# impossible d'enregistrer avec firefox.



## adnkanibal (17 Juillet 2008)

Bonjour,

j'ai un problème avec firefox depuis quelques semaines, il refuse de m'enregistrer les fichiers... il me donne un message d'erreur (triangle jaune avec un point d'exclamation) qui dit _"le fichier XXX ne pourra être enregistré car le fichier source ne peut être lu. réessayez plus tard ou contactez l'administrateur du serveur."_ 

du coup je suis obligé de passer par safari en copiant l'adresse du lien pour pouvoir enregistrer le fichier... ça marche mais ce n'est pas du tout pratique. j'ai essayé de réinstaller firefox, je l'ai mis à jour, mais le problème persiste. 

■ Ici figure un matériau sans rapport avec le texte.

//! Per-symbol sliding windows of recent ticks
//!
//! Bounded FIFO sequences with O(1) append; reads produce an ordered copy so
//! analytics never observe a window mid-mutation.

use parking_lot::{Mutex, RwLock};
use rust_decimal::prelude::ToPrimitive;
use rust_decimal::Decimal;
use std::collections::{HashMap, VecDeque};
use std::sync::Arc;

use crate::model::Tick;

/// Maximum ticks retained per symbol
pub const MAX_WINDOW_SIZE: usize = 500;

type Window = Arc<Mutex<VecDeque<Tick>>>;

/// Concurrent store of per-symbol tick windows
pub struct WindowStore {
    capacity: usize,
    windows: RwLock<HashMap<String, Window>>,
}

impl WindowStore {
    pub fn new() -> Self {
        Self::with_capacity(MAX_WINDOW_SIZE)
    }

    pub fn with_capacity(capacity: usize) -> Self {
        Self {
            capacity,
            windows: RwLock::new(HashMap::new()),
        }
    }

    /// Append a tick to its symbol's window, evicting the oldest on overflow
    pub fn append(&self, tick: Tick) {
        let window = self.window_for(&tick.symbol);
        let mut guard = window.lock();
        if guard.len() == self.capacity {
            guard.pop_front();
        }
        guard.push_back(tick);
    }

    /// Ordered copy of up to `capacity` most recent ticks for a symbol
    pub fn snapshot(&self, symbol: &str) -> Vec<Tick> {
        match self.existing(symbol) {
            Some(window) => window.lock().iter().cloned().collect(),
            None => Vec::new(),
        }
    }

    /// Positive prices of the window as `f64`, in append order
    pub fn prices(&self, symbol: &str) -> Vec<f64> {
        match self.existing(symbol) {
            Some(window) => window
                .lock()
                .iter()
                .filter(|t| t.price > Decimal::ZERO)
                .filter_map(|t| t.price.to_f64())
                .collect(),
            None => Vec::new(),
        }
    }

    /// Most recent tick price for a symbol, if any
    pub fn last_price(&self, symbol: &str) -> Option<Decimal> {
        self.existing(symbol)
            .and_then(|window| window.lock().back().map(|t| t.price))
    }

    pub fn len(&self, symbol: &str) -> usize {
        self.existing(symbol)
            .map(|window| window.lock().len())
            .unwrap_or(0)
    }

    pub fn is_empty(&self, symbol: &str) -> bool {
        self.len(symbol) == 0
    }

    fn existing(&self, symbol: &str) -> Option<Window> {
        self.windows.read().get(symbol).cloned()
    }

    fn window_for(&self, symbol: &str) -> Window {
        if let Some(window) = self.existing(symbol) {
            return window;
        }
        let mut guard = self.windows.write();
        guard
            .entry(symbol.to_string())
            .or_insert_with(|| Arc::new(Mutex::new(VecDeque::with_capacity(self.capacity))))
            .clone()
    }
}

impl Default for WindowStore {
    fn default() -> Self {
        Self::new()
    }
}
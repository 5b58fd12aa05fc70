//! Error types for the kvdemos crate.

use thiserror::Error;

/// Main error type for kvdemos operations.
#[derive(Error, Debug)]
pub enum KvDemoError {
    /// Configuration-related errors
    #[error("Configuration error: {0}")]
    Config(String),

    /// Errors returned by the key-value store or its client
    #[error("Store error: {0}")]
    Store(#[from] redis::RedisError),

    /// I/O errors
    #[error("I/O error: {0}")]
    Io(#[from] std::io::Error),
}

impl From<::config::ConfigError> for KvDemoError {
    fn from(e: ::config::ConfigError) -> Self {
        KvDemoError::Config(e.to_string())
    }
}

/// Result type alias for kvdemos operations.
pub type Result<T> = std::result::Result<T, KvDemoError>;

après moultes recherches sur le web pour remédier à cela, impossible de trouver quoi que ce soit. c'est pourquoi je lance un appel sur macgé...

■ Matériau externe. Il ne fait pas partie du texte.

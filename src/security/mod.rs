//! Role-based permission checks.

mod authorizer;
mod store;

pub use authorizer::{Authorizer, UserPermissions, PERMISSION_PREFIX};
pub use store::{MemoryPermissionStore, PermissionStore, RedisPermissionStore};
//! Role and permission storage.

use std::collections::{BTreeSet, HashMap};

use async_trait::async_trait;
use parking_lot::RwLock;
use redis::AsyncCommands;

use crate::error::Result;
use crate::store::Store;

/// Storage for user-to-role assignments, role permission sets and resource owners.
///
/// Roles and permissions are passed around as full keys (`role:admin`,
/// `perms:read`), the way they are stored.
#[async_trait]
pub trait PermissionStore: Send + Sync {
    /// Point `user` at `role`, replacing any previous assignment.
    async fn assign_role(&self, user: &str, role: &str) -> Result<()>;

    /// Add permissions to `role`.
    async fn grant(&self, role: &str, permissions: &[&str]) -> Result<()>;

    /// Record `owner` of `resource` with the given score.
    async fn set_resource_owner(&self, resource: &str, owner: &str, score: f64) -> Result<()>;

    /// The role assigned to `user`, if any.
    async fn user_role(&self, user: &str) -> Result<Option<String>>;

    /// All permissions granted to `role`, sorted.
    async fn role_permissions(&self, role: &str) -> Result<Vec<String>>;

    /// Whether `role` holds `permission`.
    async fn role_has_permission(&self, role: &str, permission: &str) -> Result<bool>;
}

fn user_key(user: &str) -> String {
    format!("user:{}", user)
}

fn resource_key(resource: &str) -> String {
    format!("resource:{}", resource)
}

fn owner_member(owner: &str) -> String {
    format!("owner:{}", owner)
}

/// Permissions kept in the external store: `user:<name>` strings hold role
/// keys, role keys are sets of permission keys, `resource:<name>` are sorted
/// sets of `owner:<user>` members.
pub struct RedisPermissionStore {
    store: Store,
}

impl RedisPermissionStore {
    pub fn new(store: Store) -> Self {
        Self { store }
    }
}

#[async_trait]
impl PermissionStore for RedisPermissionStore {
    async fn assign_role(&self, user: &str, role: &str) -> Result<()> {
        let mut conn = self.store.connection();
        let _: () = conn.set(user_key(user), role).await?;
        Ok(())
    }

    async fn grant(&self, role: &str, permissions: &[&str]) -> Result<()> {
        let mut conn = self.store.connection();
        let _: () = conn.sadd(role, permissions).await?;
        Ok(())
    }

    async fn set_resource_owner(&self, resource: &str, owner: &str, score: f64) -> Result<()> {
        let mut conn = self.store.connection();
        let _: () = conn
            .zadd(resource_key(resource), owner_member(owner), score)
            .await?;
        Ok(())
    }

    async fn user_role(&self, user: &str) -> Result<Option<String>> {
        let mut conn = self.store.connection();
        let role: Option<String> = conn.get(user_key(user)).await?;
        Ok(role.filter(|r| !r.is_empty()))
    }

    async fn role_permissions(&self, role: &str) -> Result<Vec<String>> {
        let mut conn = self.store.connection();
        let mut permissions: Vec<String> = conn.smembers(role).await?;
        permissions.sort();
        Ok(permissions)
    }

    async fn role_has_permission(&self, role: &str, permission: &str) -> Result<bool> {
        let mut conn = self.store.connection();
        Ok(conn.sismember(role, permission).await?)
    }
}

/// In-memory [`PermissionStore`].
#[derive(Debug, Default)]
pub struct MemoryPermissionStore {
    strings: RwLock<HashMap<String, String>>,
    sets: RwLock<HashMap<String, BTreeSet<String>>>,
    owners: RwLock<HashMap<String, HashMap<String, f64>>>,
}

impl MemoryPermissionStore {
    pub fn new() -> Self {
        Self::default()
    }

    /// Score recorded for `owner` of `resource`.
    pub fn resource_owner_score(&self, resource: &str, owner: &str) -> Option<f64> {
        self.owners
            .read()
            .get(&resource_key(resource))
            .and_then(|members| members.get(&owner_member(owner)).copied())
    }
}

#[async_trait]
impl PermissionStore for MemoryPermissionStore {
    async fn assign_role(&self, user: &str, role: &str) -> Result<()> {
        self.strings.write().insert(user_key(user), role.to_string());
        Ok(())
    }

    async fn grant(&self, role: &str, permissions: &[&str]) -> Result<()> {
        self.sets
            .write()
            .entry(role.to_string())
            .or_default()
            .extend(permissions.iter().map(|p| p.to_string()));
        Ok(())
    }

    async fn set_resource_owner(&self, resource: &str, owner: &str, score: f64) -> Result<()> {
        self.owners
            .write()
            .entry(resource_key(resource))
            .or_default()
            .insert(owner_member(owner), score);
        Ok(())
    }

    async fn user_role(&self, user: &str) -> Result<Option<String>> {
        Ok(self
            .strings
            .read()
            .get(&user_key(user))
            .filter(|r| !r.is_empty())
            .cloned())
    }

    async fn role_permissions(&self, role: &str) -> Result<Vec<String>> {
        Ok(self
            .sets
            .read()
            .get(role)
            .map(|set| set.iter().cloned().collect())
            .unwrap_or_default())
    }

    async fn role_has_permission(&self, role: &str, permission: &str) -> Result<bool> {
        Ok(self
            .sets
            .read()
            .get(role)
            .map(|set| set.contains(permission))
            .unwrap_or(false))
    }
}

quelqu'un aurait il des idées sur ce  petit problème?

merci d'avance!


----------



## pascalformac (17 Juillet 2008)

Coucou
donner des precisions sur 

versions OS et firefox

procedures d'entretien , nettoyages du mac
 de desinstallation FF

et tests effectués
(comme tester sur une autre session OSX)


----------



## adnkanibal (17 Juillet 2008)

bonjour,

merci de répondre...

je suis sous léopard 10.5.4

firefox: 2.0.0.16.  il y a même eu une mise à jour aujourd'hui...

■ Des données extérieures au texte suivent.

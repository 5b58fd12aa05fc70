//! Command-line interface.

use clap::{Parser, Subcommand, ValueEnum};

use crate::config::KvDemoConfig;
use crate::demos::perf_strings::{DEFAULT_COUNT, MAX_COUNT};
use crate::store::{MAX_DB, MIN_DB};

/// Usage-pattern demos against a Redis-protocol key-value store.
#[derive(Debug, Parser)]
#[command(name = "kvdemos", version, about)]
pub struct Cli {
    /// Store URL, overriding the configuration
    #[arg(long, global = true)]
    pub url: Option<String>,

    /// YAML configuration file
    #[arg(long, global = true)]
    pub config: Option<String>,

    /// Log output format (logs go to stderr)
    #[arg(long, value_enum, default_value_t = LogFormat::Text, global = true)]
    pub log_format: LogFormat,

    #[command(subcommand)]
    pub demo: Demo,
}

#[derive(Debug, Clone, Copy, PartialEq, Eq, ValueEnum)]
pub enum LogFormat {
    Text,
    Json,
}

/// The demo to run.
#[derive(Debug, Subcommand)]
pub enum Demo {
    /// Sliding-window rate limiter on sorted sets
    RateLimiter {
        /// Database number (1-7)
        #[arg(long, default_value_t = 1, value_parser = clap::value_parser!(u8).range(i64::from(MIN_DB)..=i64::from(MAX_DB)))]
        db: u8,

        /// Keep existing data in the database
        #[arg(long)]
        noflush: bool,

        /// Issue trim, count and insert as separate commands instead of a script
        #[arg(long)]
        sequential: bool,
    },

    /// String SET/DEL throughput
    PerfStrings {
        /// Database number (1-7)
        #[arg(long, default_value_t = 2, value_parser = clap::value_parser!(u8).range(i64::from(MIN_DB)..=i64::from(MAX_DB)))]
        db: u8,

        /// Keep existing data in the database
        #[arg(long)]
        noflush: bool,

        /// Number of key/value pairs (1-1M)
        #[arg(
            long,
            default_value_t = DEFAULT_COUNT,
            value_parser = clap::value_parser!(u32).range(1..=i64::from(MAX_COUNT))
        )]
        n: u32,
    },

    /// Role-based permission checks on sets and strings
    RoleSecurity {
        /// Database number (1-7)
        #[arg(long, default_value_t = 3, value_parser = clap::value_parser!(u8).range(i64::from(MIN_DB)..=i64::from(MAX_DB)))]
        db: u8,

        /// Keep existing data in the database
        #[arg(long)]
        noflush: bool,
    },

    /// Leaderboard on sorted sets and sets
    Leaderboard {
        /// Database number (1-7)
        #[arg(long, default_value_t = 4, value_parser = clap::value_parser!(u8).range(i64::from(MIN_DB)..=i64::from(MAX_DB)))]
        db: u8,

        /// Keep existing data in the database
        #[arg(long)]
        noflush: bool,
    },
}

impl Demo {
    /// Database index the demo runs in.
    pub fn db(&self) -> u8 {
        match self {
            Demo::RateLimiter { db, .. }
            | Demo::PerfStrings { db, .. }
            | Demo::RoleSecurity { db, .. }
            | Demo::Leaderboard { db, .. } => *db,
        }
    }

    /// Whether the database is flushed before the demo runs.
    pub fn flush(&self) -> bool {
        match self {
            Demo::RateLimiter { noflush, .. }
            | Demo::PerfStrings { noflush, .. }
            | Demo::RoleSecurity { noflush, .. }
            | Demo::Leaderboard { noflush, .. } => !*noflush,
        }
    }
}

impl Cli {
    /// Fold command-line overrides into a loaded configuration.
    pub fn apply(&self, config: &mut KvDemoConfig) {
        if let Some(url) = &self.url {
            config.store.url = url.clone();
        }
        if let Demo::RateLimiter {
            sequential: true, ..
        } = self.demo
        {
            config.rate_limiting.atomic = false;
        }
    }
}
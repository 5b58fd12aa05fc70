//! Access to the external Redis-protocol key-value store.

mod connection;
mod event_log;

pub use connection::{Store, MAX_DB, MIN_DB};
pub use event_log::RedisEventLog;
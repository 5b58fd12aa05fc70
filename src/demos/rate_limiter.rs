//! Sliding-window rate limiter demo.
//!
//! Each client fires a burst of requests with fresh ids; only the first
//! `max_calls_in_period` of each burst get through. After waiting out the
//! window, a second round of bursts is admitted again.

use std::io::Write;
use std::sync::Arc;

use chrono::Local;
use tracing::info;
use uuid::Uuid;

use crate::config::RateLimitingConfig;
use crate::error::Result;
use crate::ratelimit::{Admission, Clock, EventLog, RateLimiter, RateLimitPolicy};
use crate::store::{RedisEventLog, Store};

/// Clients exercised by the demo, in order.
pub const CLIENTS: [&str; 2] = ["client1", "client2"];

/// A fresh request id.
pub fn request_id() -> String {
    format!("req-{}", Uuid::new_v4())
}

/// Issue `calls` requests for `client`, printing one line per decision.
pub async fn burst<L, C, W>(
    limiter: &RateLimiter<L, C>,
    client: &str,
    calls: usize,
    out: &mut W,
) -> Result<Vec<bool>>
where
    L: EventLog,
    C: Clock,
    W: Write,
{
    let mut decisions = Vec::with_capacity(calls);
    for _ in 0..calls {
        let req = request_id();
        let stamp = Local::now().format("%H:%M:%S%.3f");
        let admitted = limiter.allow(client, &req).await?;
        let verdict = if admitted { "allowed" } else { "not allowed" };
        writeln!(out, "[{}] {} for {} {}", stamp, req, client, verdict)?;
        decisions.push(admitted);
    }
    Ok(decisions)
}

/// Run one round of bursts for every client in [`CLIENTS`].
pub async fn round<L, C, W>(
    limiter: &RateLimiter<L, C>,
    calls: usize,
    out: &mut W,
) -> Result<Vec<Vec<bool>>>
where
    L: EventLog,
    C: Clock,
    W: Write,
{
    let mut rounds = Vec::with_capacity(CLIENTS.len());
    for client in CLIENTS {
        rounds.push(burst(limiter, client, calls, out).await?);
    }
    Ok(rounds)
}

/// Run the demo against the store.
pub async fn run(store: Store, config: &RateLimitingConfig) -> Result<()> {
    let admission = if config.atomic {
        Admission::Atomic
    } else {
        Admission::Sequential
    };
    let policy = RateLimitPolicy::new(config.max_calls_in_period, config.period_secs);
    let limiter = RateLimiter::new(Arc::new(RedisEventLog::new(store)), policy)
        .with_admission(admission);

    info!(policy = %policy, admission = ?admission, "Running rate limiter demo");

    let mut out = std::io::stdout();
    round(&limiter, config.burst, &mut out).await?;
    tokio::time::sleep(policy.period()).await;
    round(&limiter, config.burst, &mut out).await?;
    Ok(())
}
//! kvdemos - usage-pattern demos for a Redis-protocol key-value store
//!
//! The centerpiece is a sliding-window rate limiter whose per-key request
//! windows live in an injected event log (sorted sets in the store, or an
//! in-memory log for tests). Alongside it sit a leaderboard, a string
//! throughput benchmark and a role-based permission checker.

pub mod cli;
pub mod config;
pub mod demos;
pub mod error;
pub mod ratelimit;
pub mod security;
pub mod store;
//! Connection to the external key-value store.

use redis::aio::ConnectionManager;
use redis::{AsyncCommands, Client, IntoConnectionInfo};
use std::fmt;
use tracing::{debug, info};

use crate::error::Result;

/// Lowest database index the demos accept.
pub const MIN_DB: u8 = 1;
/// Highest database index the demos accept.
pub const MAX_DB: u8 = 7;

/// A handle to one database of the key-value store.
///
/// The database index is baked into the connection info, so connections
/// re-established by the manager land in the same database. Cloning is cheap
/// and clones share the underlying connection.
#[derive(Clone)]
pub struct Store {
    connection: ConnectionManager,
    db: u8,
}

impl fmt::Debug for Store {
    fn fmt(&self, f: &mut fmt::Formatter<'_>) -> fmt::Result {
        f.debug_struct("Store")
            .field("db", &self.db)
            .finish_non_exhaustive()
    }
}

impl Store {
    /// Connect to the store at `url` and select database `db`.
    pub async fn open(url: &str, db: u8) -> Result<Self> {
        let mut info = url.into_connection_info()?;
        info.redis.db = i64::from(db);

        let client = Client::open(info)?;
        let connection = ConnectionManager::new(client).await?;
        info!(url = %url, db = db, "Connected to key-value store");

        Ok(Self { connection, db })
    }

    /// The selected database index.
    pub fn db(&self) -> u8 {
        self.db
    }

    /// A connection handle for issuing commands.
    pub fn connection(&self) -> ConnectionManager {
        self.connection.clone()
    }

    /// Remove every key in the selected database.
    pub async fn flush_db(&self) -> Result<()> {
        let mut conn = self.connection();
        let _: () = redis::cmd("FLUSHDB").query_async(&mut conn).await?;
        debug!(db = self.db, "Database flushed");
        Ok(())
    }

    /// Common demo preamble: report the database and flush it unless told not to.
    pub async fn prepare(&self, flush: bool) -> Result<()> {
        println!("Database {}", self.db);
        if flush {
            self.flush_db().await?;
            println!("Flushed");
        }
        Ok(())
    }

    /// Every member of a sorted set with its score, lowest score first.
    ///
    /// Uses an explicit index range because some servers reject negative
    /// `ZRANGE` indexes.
    pub async fn zrange_all(&self, key: &str) -> Result<Vec<(String, f64)>> {
        let mut conn = self.connection();
        let len: isize = conn.zcard(key).await?;
        if len == 0 {
            return Ok(Vec::new());
        }
        Ok(conn.zrange_withscores(key, 0, len - 1).await?)
    }

    /// Members of a sorted set with `min <= score <= max`, lowest first.
    pub async fn zrange_by_score(
        &self,
        key: &str,
        min: f64,
        max: f64,
    ) -> Result<Vec<(String, f64)>> {
        let mut conn = self.connection();
        let members: Vec<(String, f64)> = redis::cmd("ZRANGE")
            .arg(key)
            .arg(min)
            .arg(max)
            .arg("BYSCORE")
            .arg("WITHSCORES")
            .query_async(&mut conn)
            .await?;
        Ok(members)
    }
}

ensuite je n'ai pas tésté sous une autre version d'OSX... je ne suis pas très calé en ce qui concerne les bidouilles. 

pour ce qui est des nettoyages, je n'en ai pas fait depuis un bout de temps... et pour ce qui est de la désinstallation de FF, j'ai mis le fichier à la corbeille et je l'ai réinstallé. (c'etait la semaine dernière) par contre, je ne sais pas quelle version c'était.

 j'espère que je n'ai pas mal fait.

voili voilou...


----------



## pascalformac (17 Juillet 2008)

je parle de session  utilisateur OSX , pas d'autre version de l'os

Allez hop
tu vas dans preference systeme /comptes
bouton plus
et tu crées un utilisateur
et tu testes firefox sur ce compte là

A 90% t'as mal nettoyé les fichiers firefox session 1 et ca marchera sur session 2)

-------
en passant pour leopard tu as firefox* 3*


----------



## adnkanibal (17 Juillet 2008)

Re... 

Bon, ça y est, j'ai crée un nouveau compte utilisateur, et j'ai testé FF.

pas de changement, il me sort le même message d'erreur avec la session 2

je vais essayer d'installer la version 3 de firefox.


----------



## pascalformac (17 Juillet 2008)

oui mais d'abord tu nettoyes ta bibliotheque

 dégages ton dossier firefox  ( dans application support) 
les caches firefox  dans tes caches
les plists firefox dans tes preferences


----------



## adnkanibal (17 Juillet 2008)

Ok,

avant de réinstaller la version 3 je vais supprimer tout cela...

il y a bien un dossier mozilla dans application support.
Mais, il n'y a rien concernant mozilla et Firefox dans "cache" ni aucun plist dans "preferences" est-ce normal?

ensuite, vais-je garder mes marques pages et mes modules complémentaires?

ou je vais devoir tout reinstaller?


----------



## pascalformac (17 Juillet 2008)

ben garde tes bookmarks et extensions


ceci  dit je croyais tu AVAIS desinstallé FF2 et reinstallé FF2

ta question indique que tu ne l'as pas fait completement ( car sinon tes anciens bookmarks et extensions ne seraient plus là)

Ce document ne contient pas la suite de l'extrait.